The SealedSecrets controller uses a single key to encrypt and decrypt secrets. If that key is lost, all your sealed secrets become unusable. You can’t just regenerate it , the encryption is tied to that specific key. The key is stored as a Kubernetes secret in the sealed-secrets namespace. If you don’t back it up, and it gets deleted or corrupted, you're out of luck.
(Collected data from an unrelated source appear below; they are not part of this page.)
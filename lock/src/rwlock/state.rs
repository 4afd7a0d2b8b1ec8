//! Shared read-write lock state and the scripts that mutate it.
//!
//! One key holds the writer, every reader and the writers waiting to get in.
//! Each hold carries its own lease; expired holds are pruned whenever a
//! script loads the state, and the key itself expires with the last hold.

use std::collections::BTreeMap;
use std::time::Duration;

use serde::{Deserialize, Serialize};

use latchkey_common::OwnerId;
use latchkey_store::{
    arg_at, json_reply, key_at, read_json, write_json, Reply, Script, ScriptContext, StoreResult,
};

use crate::lease::{Attempt, ReleaseReply};

/// Exclusive holder of a read-write lock.
#[derive(Debug, Clone, PartialEq, Eq, Serialize, Deserialize)]
pub struct WriterHold {
    pub owner_id: OwnerId,
    pub hold_count: u32,
    pub lease_expires_at_ms: u64,
    /// Extended by the owner's watchdog; fixed-lease holds are not.
    #[serde(default)]
    pub renewable: bool,
}

/// One reader's holds.
#[derive(Debug, Clone, PartialEq, Eq, Serialize, Deserialize)]
pub struct ReaderHold {
    pub hold_count: u32,
    pub lease_expires_at_ms: u64,
    #[serde(default)]
    pub renewable: bool,
}

/// Everything stored under a read-write lock key.
#[derive(Debug, Clone, Default, PartialEq, Eq, Serialize, Deserialize)]
pub struct RwState {
    pub writer: Option<WriterHold>,
    pub readers: BTreeMap<OwnerId, ReaderHold>,
    /// Writers waiting for the lock, with the store time their claim lapses.
    pub pending_writers: BTreeMap<OwnerId, u64>,
}

impl RwState {
    /// Load the state with every lapsed hold and claim removed.
    pub(crate) fn load(ctx: &dyn ScriptContext, key: &str, now_ms: u64) -> StoreResult<Self> {
        let mut state: RwState = read_json(ctx, key)?.unwrap_or_default();
        state.prune(now_ms);
        Ok(state)
    }

    fn prune(&mut self, now_ms: u64) {
        if self
            .writer
            .as_ref()
            .map_or(false, |w| w.lease_expires_at_ms <= now_ms)
        {
            self.writer = None;
        }
        self.readers.retain(|_, r| r.lease_expires_at_ms > now_ms);
        self.pending_writers.retain(|_, expires| *expires > now_ms);
    }

    /// Write back; the key expires with the longest-lived entry.
    pub(crate) fn save(&self, ctx: &mut dyn ScriptContext, key: &str, now_ms: u64) -> StoreResult<()> {
        let last = self
            .writer
            .iter()
            .map(|w| w.lease_expires_at_ms)
            .chain(self.readers.values().map(|r| r.lease_expires_at_ms))
            .chain(self.pending_writers.values().copied())
            .max();

        match last {
            Some(last) => write_json(
                ctx,
                key,
                self,
                Some(Duration::from_millis(last.saturating_sub(now_ms))),
            ),
            None => {
                ctx.delete(key);
                Ok(())
            }
        }
    }

    pub fn is_writer(&self, owner: &OwnerId) -> bool {
        self.writer.as_ref().map_or(false, |w| &w.owner_id == owner)
    }

    pub fn read_holds(&self, owner: &OwnerId) -> u32 {
        self.readers.get(owner).map_or(0, |r| r.hold_count)
    }

    pub fn write_holds(&self, owner: &OwnerId) -> u32 {
        match &self.writer {
            Some(w) if &w.owner_id == owner => w.hold_count,
            _ => 0,
        }
    }

    /// Lease left on the write hold.
    pub fn writer_remaining(&self, now_ms: u64) -> Option<u64> {
        self.writer
            .as_ref()
            .map(|w| w.lease_expires_at_ms.saturating_sub(now_ms))
    }

    /// Time until the last current reader's lease runs out.
    pub fn readers_remaining(&self, now_ms: u64) -> Option<u64> {
        self.readers
            .values()
            .map(|r| r.lease_expires_at_ms.saturating_sub(now_ms))
            .max()
    }

    /// Whether `owner` keeps a hold its watchdog must go on renewing.
    fn has_renewable_hold(&self, owner: &OwnerId) -> bool {
        let writes = self
            .writer
            .as_ref()
            .map_or(false, |w| &w.owner_id == owner && w.renewable);
        writes || self.readers.get(owner).map_or(false, |r| r.renewable)
    }

    fn add_read_hold(&mut self, owner: OwnerId, expires_at_ms: u64, renewable: bool) -> u32 {
        let hold = self.readers.entry(owner).or_insert(ReaderHold {
            hold_count: 0,
            lease_expires_at_ms: expires_at_ms,
            renewable,
        });
        hold.hold_count += 1;
        hold.lease_expires_at_ms = expires_at_ms;
        hold.renewable |= renewable;
        hold.hold_count
    }
}

/// Snapshot returned to inspecting callers, with the store time it was taken.
#[derive(Debug, Clone, Serialize, Deserialize)]
pub(crate) struct RwSnapshot {
    pub now_ms: u64,
    pub state: RwState,
}

/// Grants a read hold unless a writer holds or waits for the lock.
///
/// A caller that already reads, or holds the write lock, is always granted.
/// keys: `[state]`, args: `[owner, lease_ms, renewable]`
pub(crate) struct ReadAcquireScript;

impl Script for ReadAcquireScript {
    fn name(&self) -> &'static str {
        "rw_read_acquire"
    }

    fn run(&self, ctx: &mut dyn ScriptContext, keys: &[String], args: &[String]) -> StoreResult<Reply> {
        let key = key_at(self, keys, 0)?;
        let owner = OwnerId::new(arg_at::<String>(self, args, 0)?);
        let lease_ms: u64 = arg_at(self, args, 1)?;
        let renewable: bool = arg_at(self, args, 2)?;
        let now_ms = ctx.now_ms();
        let mut state = RwState::load(ctx, key, now_ms)?;

        let reentrant = state.is_writer(&owner) || state.read_holds(&owner) > 0;
        let attempt = if !reentrant && state.writer.is_some() {
            Attempt::Blocked {
                retry_after_ms: state.writer_remaining(now_ms),
            }
        } else if !reentrant && !state.pending_writers.is_empty() {
            Attempt::Blocked {
                retry_after_ms: None,
            }
        } else {
            let hold_count = state.add_read_hold(owner, now_ms.saturating_add(lease_ms), renewable);
            state.save(ctx, key, now_ms)?;
            Attempt::Acquired { hold_count }
        };

        json_reply(self.name(), &attempt)
    }
}

/// Grants the write hold once no one else reads or writes.
///
/// A blocked writer registers as pending, which holds back new readers.
/// Asking for the write hold while only reading would wait forever on
/// oneself and is refused.
/// keys: `[state]`, args: `[owner, lease_ms, waiter_ttl_ms, renewable]`
pub(crate) struct WriteAcquireScript;

impl Script for WriteAcquireScript {
    fn name(&self) -> &'static str {
        "rw_write_acquire"
    }

    fn run(&self, ctx: &mut dyn ScriptContext, keys: &[String], args: &[String]) -> StoreResult<Reply> {
        let key = key_at(self, keys, 0)?;
        let owner = OwnerId::new(arg_at::<String>(self, args, 0)?);
        let lease_ms: u64 = arg_at(self, args, 1)?;
        let waiter_ttl_ms: u64 = arg_at(self, args, 2)?;
        let renewable: bool = arg_at(self, args, 3)?;
        let now_ms = ctx.now_ms();
        let mut state = RwState::load(ctx, key, now_ms)?;
        let expires_at_ms = now_ms.saturating_add(lease_ms);

        let attempt = if let Some(writer) = state.writer.as_mut().filter(|w| w.owner_id == owner) {
            writer.hold_count += 1;
            writer.lease_expires_at_ms = expires_at_ms;
            writer.renewable |= renewable;
            Attempt::Acquired {
                hold_count: writer.hold_count,
            }
        } else if state.read_holds(&owner) > 0 {
            state.pending_writers.remove(&owner);
            Attempt::WouldDeadlock
        } else if state.writer.is_none() && state.readers.is_empty() {
            state.pending_writers.remove(&owner);
            state.writer = Some(WriterHold {
                owner_id: owner,
                hold_count: 1,
                lease_expires_at_ms: expires_at_ms,
                renewable,
            });
            Attempt::Acquired { hold_count: 1 }
        } else {
            let retry_after_ms = state
                .writer_remaining(now_ms)
                .or_else(|| state.readers_remaining(now_ms));
            state
                .pending_writers
                .insert(owner, now_ms.saturating_add(waiter_ttl_ms));
            Attempt::Blocked { retry_after_ms }
        };

        state.save(ctx, key, now_ms)?;
        json_reply(self.name(), &attempt)
    }
}

/// Drops one read hold.
///
/// keys: `[state, signal]`, args: `[owner]`
pub(crate) struct ReadReleaseScript;

impl Script for ReadReleaseScript {
    fn name(&self) -> &'static str {
        "rw_read_release"
    }

    fn run(&self, ctx: &mut dyn ScriptContext, keys: &[String], args: &[String]) -> StoreResult<Reply> {
        let key = key_at(self, keys, 0)?;
        let signal = key_at(self, keys, 1)?;
        let owner = OwnerId::new(arg_at::<String>(self, args, 0)?);
        let now_ms = ctx.now_ms();
        let mut state = RwState::load(ctx, key, now_ms)?;

        let reply = match state.readers.get_mut(&owner) {
            None => ReleaseReply::NotHeld,
            Some(hold) if hold.hold_count > 1 => {
                hold.hold_count -= 1;
                ReleaseReply::StillHeld {
                    hold_count: hold.hold_count,
                }
            }
            Some(_) => {
                state.readers.remove(&owner);
                ctx.publish(signal);
                ReleaseReply::Released {
                    retains_lease: state.has_renewable_hold(&owner),
                }
            }
        };

        if reply != ReleaseReply::NotHeld {
            state.save(ctx, key, now_ms)?;
        }
        json_reply(self.name(), &reply)
    }
}

/// Drops one write hold.
///
/// keys: `[state, signal]`, args: `[owner]`
pub(crate) struct WriteReleaseScript;

impl Script for WriteReleaseScript {
    fn name(&self) -> &'static str {
        "rw_write_release"
    }

    fn run(&self, ctx: &mut dyn ScriptContext, keys: &[String], args: &[String]) -> StoreResult<Reply> {
        let key = key_at(self, keys, 0)?;
        let signal = key_at(self, keys, 1)?;
        let owner = OwnerId::new(arg_at::<String>(self, args, 0)?);
        let now_ms = ctx.now_ms();
        let mut state = RwState::load(ctx, key, now_ms)?;

        let reply = match state.writer.as_mut().filter(|w| w.owner_id == owner) {
            None => ReleaseReply::NotHeld,
            Some(writer) if writer.hold_count > 1 => {
                writer.hold_count -= 1;
                ReleaseReply::StillHeld {
                    hold_count: writer.hold_count,
                }
            }
            Some(_) => {
                state.writer = None;
                ctx.publish(signal);
                ReleaseReply::Released {
                    retains_lease: state.has_renewable_hold(&owner),
                }
            }
        };

        if reply != ReleaseReply::NotHeld {
            state.save(ctx, key, now_ms)?;
        }
        json_reply(self.name(), &reply)
    }
}

/// Extends the watchdog-backed holds of one owner.
///
/// Fixed-lease holds keep their deadline. keys: `[state]`,
/// args: `[owner, lease_ms]`; replies 1 if a renewable hold was extended.
pub(crate) struct RwRenewScript;

impl Script for RwRenewScript {
    fn name(&self) -> &'static str {
        "rw_renew"
    }

    fn run(&self, ctx: &mut dyn ScriptContext, keys: &[String], args: &[String]) -> StoreResult<Reply> {
        let key = key_at(self, keys, 0)?;
        let owner = OwnerId::new(arg_at::<String>(self, args, 0)?);
        let lease_ms: u64 = arg_at(self, args, 1)?;
        let now_ms = ctx.now_ms();
        let mut state = RwState::load(ctx, key, now_ms)?;
        let expires_at_ms = now_ms.saturating_add(lease_ms);

        let mut renewed = false;
        if let Some(writer) = state
            .writer
            .as_mut()
            .filter(|w| w.owner_id == owner && w.renewable)
        {
            writer.lease_expires_at_ms = expires_at_ms;
            renewed = true;
        }
        if let Some(reader) = state.readers.get_mut(&owner).filter(|r| r.renewable) {
            reader.lease_expires_at_ms = expires_at_ms;
            renewed = true;
        }

        if renewed {
            state.save(ctx, key, now_ms)?;
        }
        Ok(Reply::Int(renewed as i64))
    }
}

/// Withdraws a pending writer that gave up, waking the readers it held back.
///
/// keys: `[state, signal]`, args: `[owner]`; replies 1 if a claim was removed.
pub(crate) struct WriteCancelScript;

impl Script for WriteCancelScript {
    fn name(&self) -> &'static str {
        "rw_write_cancel"
    }

    fn run(&self, ctx: &mut dyn ScriptContext, keys: &[String], args: &[String]) -> StoreResult<Reply> {
        let key = key_at(self, keys, 0)?;
        let signal = key_at(self, keys, 1)?;
        let owner = OwnerId::new(arg_at::<String>(self, args, 0)?);
        let now_ms = ctx.now_ms();
        let mut state = RwState::load(ctx, key, now_ms)?;

        let removed = state.pending_writers.remove(&owner).is_some();
        if removed {
            state.save(ctx, key, now_ms)?;
            ctx.publish(signal);
        }
        Ok(Reply::Int(removed as i64))
    }
}

/// Reads the pruned state.
///
/// keys: `[state]`
pub(crate) struct RwInspectScript;

impl Script for RwInspectScript {
    fn name(&self) -> &'static str {
        "rw_inspect"
    }

    fn run(&self, ctx: &mut dyn ScriptContext, keys: &[String], _: &[String]) -> StoreResult<Reply> {
        let key = key_at(self, keys, 0)?;
        let now_ms = ctx.now_ms();
        let state = RwState::load(ctx, key, now_ms)?;
        json_reply(self.name(), &RwSnapshot { now_ms, state })
    }
}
Here’s the command I use to back it up. It exports the key to a YAML file, which I store off-cluster in version control or a secure backup system:
kubectl get secret sealed-secrets-key -n sealed-secrets -o yaml > sealed-secrets-key-backup.yaml
This is the only way to ensure you can recover from a key loss. If you're using GitOps tools like ArgoCD, make sure this backup is part of your repo and included in your CI/CD pipeline. Otherwise, the moment you redeploy the sealed-secrets controller, the key could be lost if it's not versioned.
If you lose the key, the only way to recover is to restore it from a backup. You can do that by applying the YAML file back into the cluster. Just make sure the namespace and secret name match the original. If you're using ArgoCD, you may need to disable the sealed-secrets app, apply the key, and then re-enable it to avoid reconciliation conflicts.
Don’t assume the key is safe just because it's in the cluster. Back it up, version it, and keep it somewhere you can get to when you need it. That’s the only way to stay ahead of a potential outage.